The rally, held Nov. 17, was initially intended as an anti-war demonstration that coincided with the Halifax International Security Forum. But the protest later morphed to include voices of opposition to Israeli attacks on Gaza when fighting intensified around the same time.
One sign depicted the Israeli flag, an equals symbol and a swastika. Another sign reportedly showed an Israeli flag with a swastika replacing the Star of David.
Jon Goldberg, executive director of the council, said he was shocked and very upset to learn of the signs through a report in the Dalhousie Gazette.
“As far as I’m concerned, any attempt to draw comparisons between contemporary Israel policy and that of the Nazis is anti-Semitism,” he said.
“Any attempt to hold Jews collectively responsible for political actions of the state of Israel is anti-Semitism. And any attempt to use the symbols and images associated with classic anti-Semitism, like the swastika, to characterize Israel or Israelis, is anti-Semitism.”
Goldberg said the council hopes to meet with the presidents of Dalhousie University and Saint Mary’s University in January to discuss the student groups that endorsed the protest.
The demonstration was endorsed by the Dalhousie-based Nova Scotia Public Interest Research Group and the Saint Mary’s Activist Coalition, as well as the Canadian Union of Postal Workers, No Harbour for War and Canadians, Arabs and Jews for a Just Peace, said Alia Saied, a co-ordinator of NSPIRG.
Saied said her group disagrees with the use of the swastika and believes the signs were “inappropriate.”
A statement from the group’s board of directors posted Tuesday on its website reads: “We want to be clear: NSPIRG does not endorse the message that was on the signs of the two protesters. Whether or not they believe it is anti-Semitic, the fact is that using swastikas is always anti-Semitic.”
Saied said in an interview Wednesday that while she believes the images were “terrible,” she didn’t feel comfortable stepping in at the time. She said she attended the rally out of personal interest, not as part of her duties with the group.
“If it were only (an NSPIRG) event, I think I would have probably acted differently. But it was an open thing. I felt like, ‘OK, this is a totally autonomous group of people. No one here has agreed to a mandate or to a way of being.’

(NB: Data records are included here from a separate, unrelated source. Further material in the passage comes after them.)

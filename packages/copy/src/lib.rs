//! Single-file duplication with progress tracking.
//!
//! This crate provides the primitive the dupgen worker pool is built on:
//!
//! * Copy-on-write duplication via `reflink-copy` (APFS, Btrfs, `ReFS`),
//!   falling back to a full byte copy
//! * Idempotent parent directory creation, safe under concurrent workers
//! * Size-based verification of an existing target
//! * Lock-free progress counters for UI integration
//!
//! # Example
//!
//! ```rust,ignore
//! use dupgen_copy::{copy_file, ProgressTracker};
//!
//! let tracker = ProgressTracker::new(total);
//! let bytes = copy_file(source, target)?;
//! tracker.record_success();
//! println!("{}/{} done", tracker.completed(), tracker.total());
//! ```

#![cfg_attr(feature = "fail-on-warnings", deny(warnings))]
#![warn(clippy::all, clippy::pedantic, clippy::nursery, clippy::cargo)]
#![allow(clippy::multiple_crate_versions)]

mod copy;
mod error;
mod progress;

pub use copy::{copy_file, ensure_dir, target_matches};
pub use error::CopyError;
pub use progress::{ProgressTracker, RunProgress};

“It’s not a place where I felt able to control other people’s actions and their choice of expression. Now, thinking about it we probably could have done something. But at the time, I was unsure.”
Saied said NSPIRG and the other endorsing groups with whom she has spoken do not know the people who were holding the signs.

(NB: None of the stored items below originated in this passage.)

//! Job configuration types.

#![cfg_attr(feature = "fail-on-warnings", deny(warnings))]
#![warn(clippy::all, clippy::pedantic, clippy::nursery, clippy::cargo)]
#![allow(clippy::multiple_crate_versions)]

use std::path::PathBuf;

use serde::{Deserialize, Serialize};

use crate::error::ValidationError;

/// Default number of parallel workers.
pub const DEFAULT_WORKERS: usize = 4;
/// Upper bound on parallel workers; each worker is an OS thread.
pub const MAX_WORKERS: usize = 1024;
/// Default number of files per archive chunk.
pub const DEFAULT_CHUNK_SIZE: usize = 5000;
/// Default safety limit on total produced files.
pub const DEFAULT_MAX_LIMIT: u64 = 50_000;
/// Default number of ledger records between checkpoint flushes.
pub const DEFAULT_CHECKPOINT_INTERVAL: u64 = 500;

const fn default_workers() -> usize {
    DEFAULT_WORKERS
}

const fn default_chunk_size() -> usize {
    DEFAULT_CHUNK_SIZE
}

const fn default_max_limit() -> u64 {
    DEFAULT_MAX_LIMIT
}

const fn default_checkpoint_interval() -> u64 {
    DEFAULT_CHECKPOINT_INTERVAL
}

const fn default_true() -> bool {
    true
}

/// A fully-resolved duplication job.
///
/// Front-ends construct this from flags, a job file or prompts; the engine
/// never looks at anything else.
#[derive(Debug, Clone, PartialEq, Eq, Serialize, Deserialize)]
#[serde(rename_all = "camelCase")]
pub struct DuplicationJob {
    /// Source files to duplicate.
    pub sources: Vec<PathBuf>,

    /// Number of copies produced for each source.
    pub copies_per_source: u64,

    /// Root of the output tree.
    pub output_dir: PathBuf,

    /// Files per `part_<n>` subfolder (0 = flat output).
    #[serde(default)]
    pub per_subfolder: u64,

    /// Number of parallel workers.
    #[serde(default = "default_workers")]
    pub workers: usize,

    /// Use random tokens instead of sequential file names.
    #[serde(default)]
    pub randomize: bool,

    /// Package the output tree into zip chunks after duplication.
    #[serde(default)]
    pub archive: bool,

    /// Files per archive chunk.
    #[serde(default = "default_chunk_size")]
    pub chunk_size: usize,

    /// Safety limit on `copies_per_source * sources.len()`.
    #[serde(default = "default_max_limit")]
    pub max_limit: u64,

    /// Skip work recorded in the resume ledger.
    #[serde(default)]
    pub resume: bool,

    /// Validate and estimate only; write nothing.
    #[serde(default)]
    pub dry_run: bool,

    /// Still package successful output when some tasks failed.
    #[serde(default = "default_true")]
    pub package_on_failure: bool,

    /// Ledger records between checkpoint flushes (0 = only flush at the end).
    #[serde(default = "default_checkpoint_interval")]
    pub checkpoint_interval: u64,

    /// On resume, accept existing targets whose size matches the source.
    #[serde(default = "default_true")]
    pub verify_existing: bool,
}

impl DuplicationJob {
    /// Create a job with default settings for everything but the essentials.
    #[must_use]
    pub fn new(sources: Vec<PathBuf>, copies_per_source: u64, output_dir: PathBuf) -> Self {
        Self {
            sources,
            copies_per_source,
            output_dir,
            per_subfolder: 0,
            workers: DEFAULT_WORKERS,
            randomize: false,
            archive: false,
            chunk_size: DEFAULT_CHUNK_SIZE,
            max_limit: DEFAULT_MAX_LIMIT,
            resume: false,
            dry_run: false,
            package_on_failure: true,
            checkpoint_interval: DEFAULT_CHECKPOINT_INTERVAL,
            verify_existing: true,
        }
    }

    /// Total number of files the job would produce, or `None` on overflow.
    #[must_use]
    pub fn checked_total(&self) -> Option<u64> {
        u64::try_from(self.sources.len())
            .ok()
            .and_then(|n| n.checked_mul(self.copies_per_source))
    }

    /// Total number of files the job would produce, saturating on overflow.
    #[must_use]
    pub fn total_files(&self) -> u64 {
        self.checked_total().unwrap_or(u64::MAX)
    }

    /// Check every pre-execution invariant.
    ///
    /// Only reads metadata; never creates or modifies anything.
    ///
    /// # Errors
    ///
    /// * If there are no sources, zero copies or zero workers
    /// * If more than [`MAX_WORKERS`] workers are requested
    /// * If archiving is requested with a zero chunk size
    /// * If the total file count exceeds `max_limit`
    /// * If any source is missing or not a regular file
    pub fn validate(&self) -> Result<(), ValidationError> {
        if self.sources.is_empty() {
            return Err(ValidationError::NoSources);
        }
        if self.copies_per_source == 0 {
            return Err(ValidationError::ZeroCopies);
        }
        if self.workers == 0 {
            return Err(ValidationError::ZeroWorkers);
        }
        if self.workers > MAX_WORKERS {
            return Err(ValidationError::TooManyWorkers {
                requested: self.workers,
                limit: MAX_WORKERS,
            });
        }
        if self.archive && self.chunk_size == 0 {
            return Err(ValidationError::ZeroChunkSize);
        }

        match self.checked_total() {
            Some(total) if total <= self.max_limit => {}
            _ => {
                return Err(ValidationError::LimitExceeded {
                    requested: self.total_files(),
                    limit: self.max_limit,
                });
            }
        }

        for source in &self.sources {
            if !source.exists() {
                return Err(ValidationError::SourceNotFound(source.clone()));
            }
            if !source.is_file() {
                return Err(ValidationError::SourceNotFile(source.clone()));
            }
        }

        log::debug!(
            "Validated job: {} source(s) x {} copies = {} files",
            self.sources.len(),
            self.copies_per_source,
            self.total_files()
        );

        Ok(())
    }
}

Saied nonetheless offered an apology.
“We apologize. I think that our statement makes that clear, that we don’t take responsibility for other people and we understand the weight of those symbols.”

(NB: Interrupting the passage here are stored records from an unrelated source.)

//! The resume ledger.

#![cfg_attr(feature = "fail-on-warnings", deny(warnings))]
#![warn(clippy::all, clippy::pedantic, clippy::nursery, clippy::cargo)]
#![allow(clippy::multiple_crate_versions)]

use std::collections::{BTreeSet, HashSet};
use std::fs;
use std::path::{Path, PathBuf};
use std::sync::{Mutex, MutexGuard, PoisonError};

use crate::error::LedgerError;
use crate::state::{
    LEDGER_VERSION, LedgerFile, LedgerFileRef, NamingMode, RESUME_FILE, RESUME_TMP_FILE, TaskId,
};

#[derive(Debug, Default)]
struct Inner {
    completed: BTreeSet<TaskId>,
    pending: u64,
}

/// Durable record of completed tasks.
///
/// All mutation goes through one mutex, so any number of workers may call
/// [`record`](Self::record) concurrently.
#[derive(Debug)]
pub struct ResumeLedger {
    path: PathBuf,
    tmp_path: PathBuf,
    naming: NamingMode,
    checkpoint_interval: u64,
    inner: Mutex<Inner>,
}

impl ResumeLedger {
    /// Start an empty ledger for `output_dir`, ignoring any existing file.
    ///
    /// `checkpoint_interval` is the number of new records between automatic
    /// flushes (0 disables checkpointing).
    #[must_use]
    pub fn fresh(output_dir: &Path, naming: NamingMode, checkpoint_interval: u64) -> Self {
        Self {
            path: output_dir.join(RESUME_FILE),
            tmp_path: output_dir.join(RESUME_TMP_FILE),
            naming,
            checkpoint_interval,
            inner: Mutex::new(Inner::default()),
        }
    }

    /// Load the ledger for `output_dir`.
    ///
    /// Never fails: a missing file yields an empty ledger, and an unreadable or
    /// malformed file, or one recorded under a different naming mode, yields
    /// an empty ledger with a warning.
    #[must_use]
    pub fn load(output_dir: &Path, naming: NamingMode, checkpoint_interval: u64) -> Self {
        let ledger = Self::fresh(output_dir, naming, checkpoint_interval);

        match ledger.read_existing() {
            Ok(Some(completed)) => {
                log::info!(
                    "Loaded resume state: {} completed task(s) from {}",
                    completed.len(),
                    ledger.path.display()
                );
                ledger.lock().completed = completed;
            }
            Ok(None) => {
                log::debug!("No resume state at {}", ledger.path.display());
            }
            Err(e) => {
                log::warn!("{e}; starting with no prior progress");
            }
        }

        ledger
    }

    fn read_existing(&self) -> Result<Option<BTreeSet<TaskId>>, LedgerError> {
        let content = match fs::read_to_string(&self.path) {
            Ok(content) => content,
            Err(e) if e.kind() == std::io::ErrorKind::NotFound => return Ok(None),
            Err(e) => {
                return Err(LedgerError::Read {
                    path: self.path.clone(),
                    source: e,
                });
            }
        };

        let file: LedgerFile =
            serde_json::from_str(&content).map_err(|e| LedgerError::Parse {
                path: self.path.clone(),
                source: e,
            })?;

        if file.naming != self.naming {
            log::warn!(
                "Resume state at {} was recorded with {} names but this run uses {} names; ignoring it",
                self.path.display(),
                file.naming,
                self.naming
            );
            return Ok(None);
        }

        if file.version > LEDGER_VERSION {
            log::debug!(
                "Resume state version {} is newer than {LEDGER_VERSION}; reading known fields",
                file.version
            );
        }

        Ok(Some(file.completed))
    }

    fn lock(&self) -> MutexGuard<'_, Inner> {
        // The set stays consistent even if a holder panicked mid-insert
        self.inner.lock().unwrap_or_else(PoisonError::into_inner)
    }

    /// Path of the ledger file.
    #[must_use]
    pub fn path(&self) -> &Path {
        &self.path
    }

    /// Naming mode the ledger is recorded under.
    #[must_use]
    pub const fn naming(&self) -> NamingMode {
        self.naming
    }

    /// Snapshot of the completed set.
    ///
    /// The snapshot never changes, so workers can share it without locking.
    #[must_use]
    pub fn completed(&self) -> HashSet<TaskId> {
        self.lock().completed.iter().copied().collect()
    }

    /// Whether `id` has been recorded.
    #[must_use]
    pub fn contains(&self, id: TaskId) -> bool {
        self.lock().completed.contains(&id)
    }

    /// Number of recorded tasks.
    #[must_use]
    pub fn len(&self) -> usize {
        self.lock().completed.len()
    }

    /// Whether nothing has been recorded.
    #[must_use]
    pub fn is_empty(&self) -> bool {
        self.len() == 0
    }

    /// Record a fully written task.
    ///
    /// Idempotent. Returns `true` when `id` was not already recorded. Every
    /// `checkpoint_interval` new records the ledger is flushed to disk; a
    /// failed checkpoint is logged and retried at the next one.
    pub fn record(&self, id: TaskId) -> bool {
        let mut inner = self.lock();

        if !inner.completed.insert(id) {
            return false;
        }

        inner.pending += 1;
        if self.checkpoint_interval > 0 && inner.pending >= self.checkpoint_interval {
            match self.write(&inner.completed) {
                Ok(()) => {
                    log::debug!("Checkpointed {} task(s)", inner.completed.len());
                    inner.pending = 0;
                }
                Err(e) => log::warn!("Checkpoint failed: {e}"),
            }
        }

        true
    }

    /// Write the current completed set to disk.
    ///
    /// Safe to call repeatedly. The file is replaced atomically.
    ///
    /// # Errors
    ///
    /// * If the ledger cannot be serialized
    /// * If the scratch file cannot be written or renamed into place
    pub fn persist(&self) -> Result<(), LedgerError> {
        let mut inner = self.lock();
        self.write(&inner.completed)?;
        inner.pending = 0;
        log::debug!(
            "Persisted {} task(s) to {}",
            inner.completed.len(),
            self.path.display()
        );
        Ok(())
    }

    fn write(&self, completed: &BTreeSet<TaskId>) -> Result<(), LedgerError> {
        let file = LedgerFileRef {
            version: LEDGER_VERSION,
            naming: self.naming,
            completed,
        };
        let json = serde_json::to_vec(&file).map_err(LedgerError::Serialize)?;

        fs::write(&self.tmp_path, json).map_err(|e| LedgerError::Write {
            path: self.tmp_path.clone(),
            source: e,
        })?;

        fs::rename(&self.tmp_path, &self.path).map_err(|e| LedgerError::Write {
            path: self.path.clone(),
            source: e,
        })
    }
}

#[cfg(test)]
mod tests {
    use super::*;
    use std::sync::Arc;
    use std::thread;
    use tempfile::TempDir;

    #[test]
    fn test_load_missing_is_empty() {
        let dir = TempDir::new().unwrap();
        let ledger = ResumeLedger::load(dir.path(), NamingMode::Sequential, 0);

        assert!(ledger.is_empty());
        assert!(ledger.completed().is_empty());
    }

    #[test]
    fn test_persist_and_reload() {
        let dir = TempDir::new().unwrap();
        let ledger = ResumeLedger::fresh(dir.path(), NamingMode::Sequential, 0);

        assert!(ledger.record(TaskId::new(0, 0)));
        assert!(ledger.record(TaskId::new(1, 4)));
        ledger.persist().unwrap();

        let reloaded = ResumeLedger::load(dir.path(), NamingMode::Sequential, 0);
        assert_eq!(reloaded.len(), 2);
        assert!(reloaded.contains(TaskId::new(1, 4)));
        assert!(!dir.path().join(RESUME_TMP_FILE).exists());
    }

    #[test]
    fn test_record_is_idempotent() {
        let dir = TempDir::new().unwrap();
        let ledger = ResumeLedger::fresh(dir.path(), NamingMode::Sequential, 0);

        assert!(ledger.record(TaskId::new(0, 1)));
        assert!(!ledger.record(TaskId::new(0, 1)));
        assert_eq!(ledger.len(), 1);
    }

    #[test]
    fn test_corrupt_ledger_is_empty() {
        let dir = TempDir::new().unwrap();
        fs::write(dir.path().join(RESUME_FILE), "{\"version\": 1, \"compl").unwrap();

        let ledger = ResumeLedger::load(dir.path(), NamingMode::Sequential, 0);
        assert!(ledger.is_empty());
    }

    #[test]
    fn test_legacy_array_ledger_is_empty() {
        let dir = TempDir::new().unwrap();
        fs::write(
            dir.path().join(RESUME_FILE),
            r#"["seed_1.txt", "seed_2.txt"]"#,
        )
        .unwrap();

        let ledger = ResumeLedger::load(dir.path(), NamingMode::Sequential, 0);
        assert!(ledger.is_empty());
    }

    #[test]
    fn test_naming_mismatch_is_empty() {
        let dir = TempDir::new().unwrap();
        let ledger = ResumeLedger::fresh(dir.path(), NamingMode::Randomized, 0);
        ledger.record(TaskId::new(0, 0));
        ledger.persist().unwrap();

        let reloaded = ResumeLedger::load(dir.path(), NamingMode::Sequential, 0);
        assert!(reloaded.is_empty());

        let same_mode = ResumeLedger::load(dir.path(), NamingMode::Randomized, 0);
        assert_eq!(same_mode.len(), 1);
    }

    #[test]
    fn test_checkpoint_flushes_periodically() {
        let dir = TempDir::new().unwrap();
        let ledger = ResumeLedger::fresh(dir.path(), NamingMode::Sequential, 3);

        ledger.record(TaskId::new(0, 0));
        ledger.record(TaskId::new(0, 1));
        assert!(!dir.path().join(RESUME_FILE).exists());

        ledger.record(TaskId::new(0, 2));
        assert!(dir.path().join(RESUME_FILE).exists());

        let on_disk = ResumeLedger::load(dir.path(), NamingMode::Sequential, 0);
        assert_eq!(on_disk.len(), 3);
    }

    #[test]
    fn test_concurrent_records() {
        let dir = TempDir::new().unwrap();
        let ledger = Arc::new(ResumeLedger::fresh(dir.path(), NamingMode::Sequential, 7));

        let handles: Vec<_> = (0..8)
            .map(|worker| {
                let ledger = Arc::clone(&ledger);
                thread::spawn(move || {
                    for copy in 0..100 {
                        ledger.record(TaskId::new(worker, copy));
                    }
                })
            })
            .collect();
        for handle in handles {
            handle.join().unwrap();
        }

        ledger.persist().unwrap();
        let reloaded = ResumeLedger::load(dir.path(), NamingMode::Sequential, 0);
        assert_eq!(reloaded.len(), 800);
    }

    #[test]
    fn test_persist_into_missing_dir_fails() {
        let dir = TempDir::new().unwrap();
        let ledger =
            ResumeLedger::fresh(&dir.path().join("missing"), NamingMode::Sequential, 0);
        ledger.record(TaskId::new(0, 0));

        assert!(matches!(ledger.persist(), Err(LedgerError::Write { .. })));
    }
}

Goldberg said someone at the rally should have taken action when the signs surfaced. “All they had to do was go over and say, ‘Put that sign down. Take that sign down. Go away. Leave us.’ Nobody did that.”
He added that he wants NSPIRG to be more accountable and transparent, beginning with the fee levied on students at Dalhousie and the University of King’s College. Full-time students at those schools pay $2 per term to NSPIRG, though they can opt out of the fee.
Students at both schools should be informed about the group’s mandate at the beginning of the year, and the process to opt out should be easier, Goldberg said. Right now, students can obtain a refund during a 10-day period in the fall and a five-day period in February.
Saied said about two students opted out at Dalhousie this year and about 15 at King’s asked for a refund.
Goldberg said he also plans to get in touch with the Canadian Union of Postal Workers to discuss that group’s participation in the protest.